**Activity**
Present the following entries again, word for word and in full.

**** Dataset excerpts ****

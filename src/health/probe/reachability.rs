use std::sync::Arc;

use async_trait::async_trait;
use tracing::debug;

use crate::client::ProtocolClient;
use crate::config::{Credentials, Instance};
use crate::health::report::{ProbeKind, ProbeVerdict};

use super::Probe;

/// Text the MySQL client prints when nothing accepts the connection
pub const REFUSAL_SIGNATURE: &str = "ERROR 2003";

/// Position of the refusal signature in a client response, if present
pub fn find_refusal(response: &str) -> Option<usize> {
    response.find(REFUSAL_SIGNATURE)
}

/// Does the proxy port answer the MySQL protocol
///
/// Anything that proves a server is listening counts as reachable, including
/// a rejected login.
pub struct ReachabilityProbe {
    host: String,
    credentials: Credentials,
    client: Arc<dyn ProtocolClient>,
}

impl ReachabilityProbe {
    pub fn new(host: impl Into<String>, credentials: Credentials, client: Arc<dyn ProtocolClient>) -> Self {
        Self {
            host: host.into(),
            credentials,
            client,
        }
    }
}

#[async_trait]
impl Probe for ReachabilityProbe {
    fn kind(&self) -> ProbeKind {
        ProbeKind::Reachability
    }

    async fn check(&self, instance: &Instance) -> ProbeVerdict {
        let addr = format!("{}:{}", self.host, instance.proxy_port);

        let response = match self.client.handshake(&addr, &self.credentials).await {
            Ok(()) => return ProbeVerdict::ok(self.kind()),
            Err(e) => e.to_string(),
        };

        match find_refusal(&response) {
            Some(_) => ProbeVerdict::failed(self.kind(), response),
            None => {
                debug!(instance = %instance.name, addr = %addr, response = %response, "Port answered with an error");
                ProbeVerdict::ok(self.kind())
            }
        }
    }
}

****

**Your solution**
filename src/health/probe/reachability.rs
use std::sync::Arc;

use async_trait::async_trait;
use tracing::debug;

use crate::client::ProtocolClient;
use crate::config::{Credentials, Instance};
use crate::health::report::{ProbeKind, ProbeVerdict};

use super::Probe;

/// Text the MySQL client prints when nothing accepts the connection
pub const REFUSAL_SIGNATURE: &str = "ERROR 2003";

/// Position of the refusal signature in a client response, if present
pub fn find_refusal(response: &str) -> Option<usize> {
    response.find(REFUSAL_SIGNATURE)
}

/// Does the proxy port answer the MySQL protocol
///
/// Anything that proves a server is listening counts as reachable, including
/// a rejected login.
pub struct ReachabilityProbe {
    host: String,
    credentials: Credentials,
    client: Arc<dyn ProtocolClient>,
}

impl ReachabilityProbe {
    pub fn new(host: impl Into<String>, credentials: Credentials, client: Arc<dyn ProtocolClient>) -> Self {
        Self {
            host: host.into(),
            credentials,
            client,
        }
    }
}

#[async_trait]
impl Probe for ReachabilityProbe {
    fn kind(&self) -> ProbeKind {
        ProbeKind::Reachability
    }

    async fn check(&self, instance: &Instance) -> ProbeVerdict {
        let addr = format!("{}:{}", self.host, instance.proxy_port);

        let response = match self.client.handshake(&addr, &self.credentials).await {
            Ok(()) => return ProbeVerdict::ok(self.kind()),
            Err(e) => e.to_string(),
        };

        match find_refusal(&response) {
            Some(_) => ProbeVerdict::failed(self.kind(), response),
            None => {
                debug!(instance = %instance.name, addr = %addr, response = %response, "Port answered with an error");
                ProbeVerdict::ok(self.kind())
            }
        }
    }
}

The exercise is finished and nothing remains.